● Problem to work on
For the entries below, report every line that includes the word "titles".

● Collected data
• • •
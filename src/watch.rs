//! Periodic refresh tied to a handle.
//!
//! [`spawn_poller`] runs `fetch` on a fixed interval in a background task
//! and calls `on_change` only when the fetched snapshot differs from the last
//! one delivered. The task lives as long as its [`Poller`]: call
//! [`Poller::cancel`] or drop the handle to stop it.

use std::future::Future;
use std::time::Duration;
use tokio::sync::watch;
use tokio::task::JoinHandle;
use tokio::time::MissedTickBehavior;

use crate::error::Result;

pub struct Poller {
    stop: watch::Sender<bool>,
    handle: Option<JoinHandle<()>>,
}

impl Poller {
    /// Ask the task to stop after any fetch in flight.
    pub fn cancel(&self) {
        let _ = self.stop.send(true);
    }

    pub fn is_finished(&self) -> bool {
        self.handle.as_ref().map_or(true, |h| h.is_finished())
    }

    /// Cancel and wait for the task to exit.
    pub async fn shutdown(mut self) {
        self.cancel();
        if let Some(handle) = self.handle.take() {
            let _ = handle.await;
        }
    }
}

impl Drop for Poller {
    fn drop(&mut self) {
        let _ = self.stop.send(true);
        if let Some(handle) = self.handle.take() {
            handle.abort();
        }
    }
}

pub fn spawn_poller<T, F, Fut, C>(interval: Duration, mut fetch: F, mut on_change: C) -> Poller
where
    T: PartialEq + Send + 'static,
    F: FnMut() -> Fut + Send + 'static,
    Fut: Future<Output = Result<T>> + Send,
    C: FnMut(&T) + Send + 'static,
{
    let (stop, mut stopped) = watch::channel(false);

    let handle = tokio::spawn(async move {
        let mut ticker = tokio::time::interval(interval);
        ticker.set_missed_tick_behavior(MissedTickBehavior::Delay);
        let mut last: Option<T> = None;

        loop {
            tokio::select! {
                _ = stopped.changed() => break,
                _ = ticker.tick() => {
                    match fetch().await {
                        Ok(snapshot) => {
                            if last.as_ref() != Some(&snapshot) {
                                on_change(&snapshot);
                                last = Some(snapshot);
                            }
                        }
                        Err(e) => tracing::warn!("refresh failed: {}", e),
                    }
                }
            }
        }
        tracing::debug!("poller stopped");
    });

    Poller {
        stop,
        handle: Some(handle),
    }
}

#[cfg(test)]
mod tests {
    use super::*;
    use std::sync::atomic::{AtomicUsize, Ordering};
    use std::sync::{Arc, Mutex};

    #[tokio::test]
    async fn delivers_only_changed_snapshots() {
        let script = [1, 1, 2, 2, 2, 3];
        let calls = Arc::new(AtomicUsize::new(0));
        let seen = Arc::new(Mutex::new(Vec::new()));

        let fetch_calls = calls.clone();
        let sink = seen.clone();
        let poller = spawn_poller(
            Duration::from_millis(5),
            move || {
                let n = fetch_calls.fetch_add(1, Ordering::SeqCst);
                let value = script[n.min(script.len() - 1)];
                async move { Ok(value) }
            },
            move |v: &i32| sink.lock().unwrap().push(*v),
        );

        while calls.load(Ordering::SeqCst) < script.len() + 2 {
            tokio::time::sleep(Duration::from_millis(5)).await;
        }
        poller.shutdown().await;

        assert_eq!(*seen.lock().unwrap(), vec![1, 2, 3]);
    }

    #[tokio::test]
    async fn cancel_stops_fetching() {
        let calls = Arc::new(AtomicUsize::new(0));
        let counter = calls.clone();
        let poller = spawn_poller(
            Duration::from_millis(5),
            move || {
                let n = counter.fetch_add(1, Ordering::SeqCst);
                async move { Ok(n) }
            },
            |_: &usize| {},
        );

        tokio::time::sleep(Duration::from_millis(30)).await;
        poller.cancel();
        tokio::time::sleep(Duration::from_millis(20)).await;
        assert!(poller.is_finished());

        let after = calls.load(Ordering::SeqCst);
        tokio::time::sleep(Duration::from_millis(30)).await;
        assert_eq!(calls.load(Ordering::SeqCst), after);
    }

    #[tokio::test]
    async fn fetch_errors_are_skipped() {
        let calls = Arc::new(AtomicUsize::new(0));
        let seen = Arc::new(Mutex::new(Vec::new()));
        let counter = calls.clone();
        let sink = seen.clone();
        let poller = spawn_poller(
            Duration::from_millis(5),
            move || {
                let n = counter.fetch_add(1, Ordering::SeqCst);
                async move {
                    if n == 0 {
                        Err(crate::error::Error::Transport("offline".into()))
                    } else {
                        Ok("ready")
                    }
                }
            },
            move |v: &&str| sink.lock().unwrap().push(v.to_string()),
        );

        while calls.load(Ordering::SeqCst) < 3 {
            tokio::time::sleep(Duration::from_millis(5)).await;
        }
        drop(poller);
        assert_eq!(*seen.lock().unwrap(), vec!["ready".to_string()]);
    }
}
//! Projects and meetings.

use serde::Deserialize;
use sqlx::sqlite::SqliteRow;
use sqlx::{Row, SqlitePool};
use uuid::Uuid;

use crate::error::{Error, Result};
use crate::models::{format_ts_iso, Meeting, Project, DEFAULT_USER};

pub const MEETING_STATUSES: &[&str] = &["upcoming", "in-progress", "completed"];

#[derive(Debug, Clone, Default, Deserialize)]
#[serde(rename_all = "camelCase")]
pub struct NewProject {
    pub name: String,
    #[serde(default)]
    pub description: Option<String>,
}

#[derive(Debug, Clone, Default, Deserialize)]
#[serde(rename_all = "camelCase")]
pub struct NewMeeting {
    pub title: String,
    #[serde(default)]
    pub description: Option<String>,
    /// `YYYY-MM-DD`, or any ISO-8601 date-time.
    #[serde(default)]
    pub meeting_date: Option<String>,
    #[serde(default)]
    pub status: Option<String>,
    #[serde(default)]
    pub participant_count: Option<i64>,
    #[serde(default)]
    pub project_id: Option<String>,
    #[serde(default)]
    pub user_id: Option<String>,
}

pub async fn create_project(pool: &SqlitePool, new: &NewProject) -> Result<Project> {
    let name = new.name.trim();
    if name.is_empty() {
        return Err(Error::InvalidRequest("project name must not be empty".into()));
    }

    let id = Uuid::new_v4().to_string();
    let now = chrono::Utc::now().timestamp();
    sqlx::query(
        "INSERT INTO projects (id, name, description, status, created_at, updated_at) VALUES (?, ?, ?, 'active', ?, ?)",
    )
    .bind(&id)
    .bind(name)
    .bind(&new.description)
    .bind(now)
    .bind(now)
    .execute(pool)
    .await?;

    tracing::info!(project_id = %id, "created project");
    get_project(pool, &id).await
}

pub async fn get_project(pool: &SqlitePool, id: &str) -> Result<Project> {
    let row = sqlx::query(
        "SELECT id, name, description, status, created_at, updated_at FROM projects WHERE id = ?",
    )
    .bind(id)
    .fetch_optional(pool)
    .await?
    .ok_or_else(|| Error::NotFound(format!("project {}", id)))?;
    Ok(project_from_row(&row))
}

pub async fn list_projects(pool: &SqlitePool) -> Result<Vec<Project>> {
    let rows = sqlx::query(
        "SELECT id, name, description, status, created_at, updated_at FROM projects ORDER BY created_at DESC, name ASC",
    )
    .fetch_all(pool)
    .await?;
    Ok(rows.iter().map(project_from_row).collect())
}

fn project_from_row(row: &SqliteRow) -> Project {
    Project {
        id: row.get("id"),
        name: row.get("name"),
        description: row.get("description"),
        status: row.get("status"),
        created_at: format_ts_iso(row.get("created_at")),
        updated_at: format_ts_iso(row.get("updated_at")),
    }
}

pub async fn create_meeting(pool: &SqlitePool, new: &NewMeeting) -> Result<Meeting> {
    let title = new.title.trim();
    if title.is_empty() {
        return Err(Error::InvalidRequest("meeting title must not be empty".into()));
    }

    let status = match new.status.as_deref().map(str::trim) {
        None | Some("") => "upcoming",
        Some(s) if MEETING_STATUSES.contains(&s) => s,
        Some(other) => {
            return Err(Error::InvalidRequest(format!(
                "unknown meeting status '{}', expected one of: {}",
                other,
                MEETING_STATUSES.join(", ")
            )))
        }
    };

    if let Some(count) = new.participant_count {
        if count < 0 {
            return Err(Error::InvalidRequest(
                "participantCount must not be negative".into(),
            ));
        }
    }

    if let Some(project_id) = new.project_id.as_deref() {
        get_project(pool, project_id).await?;
    }

    let user_id = new
        .user_id
        .as_deref()
        .filter(|u| !u.trim().is_empty())
        .unwrap_or(DEFAULT_USER);

    let id = Uuid::new_v4().to_string();
    let now = chrono::Utc::now().timestamp();
    sqlx::query(
        r#"
        INSERT INTO meetings (id, title, description, meeting_date, status, participant_count, project_id, user_id, created_at, updated_at)
        VALUES (?, ?, ?, ?, ?, ?, ?, ?, ?, ?)
        "#,
    )
    .bind(&id)
    .bind(title)
    .bind(&new.description)
    .bind(&new.meeting_date)
    .bind(status)
    .bind(new.participant_count)
    .bind(&new.project_id)
    .bind(user_id)
    .bind(now)
    .bind(now)
    .execute(pool)
    .await?;

    tracing::info!(meeting_id = %id, "created meeting");
    get_meeting(pool, &id).await
}

pub async fn get_meeting(pool: &SqlitePool, id: &str) -> Result<Meeting> {
    let row = sqlx::query(
        r#"
        SELECT id, title, description, meeting_date, status, participant_count, project_id, user_id, created_at, updated_at
        FROM meetings WHERE id = ?
        "#,
    )
    .bind(id)
    .fetch_optional(pool)
    .await?
    .ok_or_else(|| Error::NotFound(format!("meeting {}", id)))?;
    Ok(meeting_from_row(&row))
}

/// All meetings, most recent meeting date first. Undated meetings sort last.
pub async fn list_meetings(pool: &SqlitePool, project_id: Option<&str>) -> Result<Vec<Meeting>> {
    let rows = sqlx::query(
        r#"
        SELECT id, title, description, meeting_date, status, participant_count, project_id, user_id, created_at, updated_at
        FROM meetings
        WHERE (? IS NULL OR project_id = ?)
        ORDER BY meeting_date IS NULL, meeting_date DESC, created_at DESC
        "#,
    )
    .bind(project_id)
    .bind(project_id)
    .fetch_all(pool)
    .await?;
    Ok(rows.iter().map(meeting_from_row).collect())
}

fn meeting_from_row(row: &SqliteRow) -> Meeting {
    Meeting {
        id: row.get("id"),
        title: row.get("title"),
        description: row.get("description"),
        meeting_date: row.get("meeting_date"),
        status: row.get("status"),
        participant_count: row.get("participant_count"),
        project_id: row.get("project_id"),
        user_id: row.get("user_id"),
        created_at: format_ts_iso(row.get("created_at")),
        updated_at: format_ts_iso(row.get("updated_at")),
    }
}

#[cfg(test)]
mod tests {
    use super::*;
    use crate::db::tests::memory_pool;

    #[tokio::test]
    async fn meetings_sort_newest_date_first() {
        let pool = memory_pool().await;
        for (title, date) in [("old", Some("2024-01-05")), ("none", None), ("new", Some("2024-06-01"))] {
            create_meeting(
                &pool,
                &NewMeeting {
                    title: title.into(),
                    meeting_date: date.map(String::from),
                    ..Default::default()
                },
            )
            .await
            .unwrap();
        }

        let titles: Vec<String> = list_meetings(&pool, None)
            .await
            .unwrap()
            .into_iter()
            .map(|m| m.title)
            .collect();
        assert_eq!(titles, vec!["new", "old", "none"]);
    }

    #[tokio::test]
    async fn meeting_defaults_and_validation() {
        let pool = memory_pool().await;
        let m = create_meeting(
            &pool,
            &NewMeeting {
                title: "Kickoff".into(),
                ..Default::default()
            },
        )
        .await
        .unwrap();
        assert_eq!(m.status, "upcoming");
        assert_eq!(m.user_id, DEFAULT_USER);

        let err = create_meeting(
            &pool,
            &NewMeeting {
                title: "Bad".into(),
                status: Some("cancelled".into()),
                ..Default::default()
            },
        )
        .await
        .unwrap_err();
        assert!(matches!(err, Error::InvalidRequest(_)));

        let err = create_meeting(
            &pool,
            &NewMeeting {
                title: "Orphan".into(),
                project_id: Some("missing".into()),
                ..Default::default()
            },
        )
        .await
        .unwrap_err();
        assert!(matches!(err, Error::NotFound(_)));
    }

    #[tokio::test]
    async fn meetings_filter_by_project() {
        let pool = memory_pool().await;
        let project = create_project(
            &pool,
            &NewProject {
                name: "Apollo".into(),
                description: None,
            },
        )
        .await
        .unwrap();
        create_meeting(
            &pool,
            &NewMeeting {
                title: "in project".into(),
                project_id: Some(project.id.clone()),
                ..Default::default()
            },
        )
        .await
        .unwrap();
        create_meeting(
            &pool,
            &NewMeeting {
                title: "loose".into(),
                ..Default::default()
            },
        )
        .await
        .unwrap();

        let scoped = list_meetings(&pool, Some(&project.id)).await.unwrap();
        assert_eq!(scoped.len(), 1);
        assert_eq!(scoped[0].title, "in project");
        assert_eq!(list_meetings(&pool, None).await.unwrap().len(), 2);
        assert_eq!(list_projects(&pool).await.unwrap()[0].status, "active");
    }
}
• • •
● Response to the exercise
        let titles: Vec<String> = list_meetings(&pool, None)
        assert_eq!(titles, vec!["new", "old", "none"]);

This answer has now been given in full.